Column/Box Selection
Perfect for editing aligned data like CSV, JSON, or formatted code:
- Windows/Linux:
Shift + Alt + Drag - Mac:
Shift + Option + Drag
This creates a rectangular selection, placing cursors at the start of each line in the selection. Great for:
- Adding prefixes to multiple lines
- Removing columns of data
- Editing aligned object keys
Practical Examples
Example 1: Rename a Variable
// Before
const userName = "John";
console.log(userName);
return userName.toUpperCase();
// Select 'userName', press Ctrl+Shift+L, type 'displayName'
// After
const displayName = "John";
console.log(displayName);
return displayName.toUpperCase();
Example 2: Add Quotes to Multiple Lines
// Before
apple
banana
cherry
// Put cursor at start of "apple", Ctrl+Alt+Down twice
// Type quote, End key, type quote
// After
"apple"
"banana"
"cherry"
Example 3: Convert Object Keys
// Before
{
first_name: "John",
last_name: "Doe",
phone_number: "555-1234"
}
// Select first '_', Ctrl+D to get all underscores
// Delete underscore, type nothing (or capitalize next letter)

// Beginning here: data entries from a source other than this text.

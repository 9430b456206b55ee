//! Results of a twist optimization run.

use uom::si::f64::Angle;

use super::{SolvedAeroState, SpanwiseLoading};

/// Optimal twist schedule and the trimmed wing it produces.
///
/// Every field except the counts and termination comes from a single
/// evaluation at the returned optimum.
#[derive(Debug, Clone, PartialEq)]
pub struct OptimizationResult {
    /// Span stations of the twist schedule, `[0, 1]` root to tip.
    pub stations: Vec<f64>,

    /// Optimal twist at each station, in degrees.
    pub twist: Vec<f64>,

    /// Unscaled drag coefficient at the optimum.
    pub drag_coefficient: f64,

    /// Objective value, the scaled drag coefficient.
    pub objective: f64,

    /// Trim angle of attack at the optimum.
    pub alpha: Angle,

    pub termination: Termination,

    /// Minimizer iterations performed.
    pub iterations: u64,

    /// Aerodynamic evaluations performed by the objective.
    pub evaluations: usize,

    /// Evaluations that failed and were penalized.
    pub failed_evaluations: usize,

    pub loading: SpanwiseLoading,

    /// Full aerodynamic state at the optimum.
    pub state: SolvedAeroState,
}

impl OptimizationResult {
    #[must_use]
    pub fn stations(&self) -> &[f64] {
        &self.stations
    }

    #[must_use]
    pub fn twist(&self) -> &[f64] {
        &self.twist
    }

    #[must_use]
    pub fn drag_coefficient(&self) -> f64 {
        self.drag_coefficient
    }
}

/// Why the minimizer stopped.
///
/// Only [`Termination::Converged`] means a tolerance was met; the other
/// variants still carry the best schedule found.
#[derive(Debug, Clone, PartialEq, Eq)]
pub enum Termination {
    Converged,

    /// The iteration cap was reached.
    MaxIters,

    /// The minimizer stopped for another reason, e.g. a line search failure.
    Failed(String),
}

impl Termination {
    #[must_use]
    pub fn is_converged(&self) -> bool {
        matches!(self, Self::Converged)
    }
}
//! Induced velocity of a horseshoe vortex.

use std::f64::consts::PI;

use nalgebra::Vector3;

/// Terms whose denominator falls below this are treated as singular and
/// contribute nothing (a point on the bound segment or a trailing leg).
const SINGULAR: f64 = 1e-12;

/// Velocity induced at `point` by a unit-strength horseshoe vortex.
///
/// The vortex runs in from infinity along `-trailing` to `a`, along the bound
/// segment from `a` to `b`, and back out to infinity along `trailing`.
/// `trailing` must be a unit vector.
pub(super) fn horseshoe(
    point: &Vector3<f64>,
    a: &Vector3<f64>,
    b: &Vector3<f64>,
    trailing: &Vector3<f64>,
) -> Vector3<f64> {
    let r1 = point - a;
    let r2 = point - b;
    let r1_mag = r1.norm();
    let r2_mag = r2.norm();

    let mut velocity = Vector3::zeros();

    let denom = r2_mag * (r2_mag - trailing.dot(&r2));
    if denom > SINGULAR {
        velocity += trailing.cross(&r2) / denom;
    }

    let denom = r1_mag * r2_mag * (r1_mag * r2_mag + r1.dot(&r2));
    if denom > SINGULAR {
        velocity += (r1_mag + r2_mag) * r1.cross(&r2) / denom;
    }

    let denom = r1_mag * (r1_mag - trailing.dot(&r1));
    if denom > SINGULAR {
        velocity -= trailing.cross(&r1) / denom;
    }

    velocity / (4.0 * PI)
}

#[cfg(test)]
mod tests {
    use super::*;

    use approx::assert_relative_eq;

    fn aft() -> Vector3<f64> {
        Vector3::new(-1.0, 0.0, 0.0)
    }

    #[test]
    fn downwash_at_center_of_bound_segment() {
        let a = Vector3::new(0.0, -1.0, 0.0);
        let b = Vector3::new(0.0, 1.0, 0.0);
        let v = horseshoe(&Vector3::zeros(), &a, &b, &aft());

        // Two semi-infinite legs at distance 1, each inducing 1/(4π).
        assert_relative_eq!(v.z, 2.0 / (4.0 * PI), epsilon = 1e-14);
        assert_relative_eq!(v.x, 0.0);
        assert_relative_eq!(v.y, 0.0);
    }

    #[test]
    fn matches_biot_savart_for_wide_vortex_far_behind() {
        // Far downstream between widely spaced legs each leg acts like an
        // infinite line vortex, 1/(2πd).
        let a = Vector3::new(0.0, -1.0, 0.0);
        let b = Vector3::new(0.0, 1.0, 0.0);
        let p = Vector3::new(-1.0e3, 0.0, 0.0);
        let v = horseshoe(&p, &a, &b, &aft());
        assert_relative_eq!(v.z, 2.0 / (2.0 * PI), max_relative = 1e-5);
    }

    #[test]
    fn upwash_outboard_of_the_legs() {
        let a = Vector3::new(0.0, -1.0, 0.0);
        let b = Vector3::new(0.0, 1.0, 0.0);
        let v = horseshoe(&Vector3::new(-0.5, 3.0, 0.0), &a, &b, &aft());
        assert!(v.z < 0.0);
    }

    #[test]
    fn finite_on_the_bound_segment() {
        let a = Vector3::new(0.0, -1.0, 0.0);
        let b = Vector3::new(0.0, 1.0, 0.0);
        let v = horseshoe(&Vector3::new(0.0, 0.3, 0.0), &a, &b, &aft());
        assert!(v.iter().all(|c| c.is_finite()));
    }
}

// After (with some adjustment)
{
firstName: "John",
lastName: "Doe",
phoneNumber: "555-1234"
}
Advanced Techniques
Add Cursors to Line Ends
- Select multiple lines
- Press
Shift + Alt + I(Windows) orShift + Option + I(Mac) - Cursors appear at the end of every selected line
Combine with Find & Replace
- Use regex find to locate patterns
- Press
Ctrl+Shift+Lto select all matches - Make complex edits that regex alone can't handle
⚠️ When NOT to Use Multi-Cursor
For simple text replacements across many files, use global find-and-replace instead. Multi-cursor is best for complex edits within a single file where you need visual feedback.
Conclusion
Multi-cursor editing is one of those features that feels like cheating once you master it. Start with Ctrl+D for selecting occurrences—it's the most versatile and commonly used technique. Then gradually add Alt+Click and column selection to your toolkit.
The time you invest in learning these shortcuts will pay back thousands of times over in your coding career.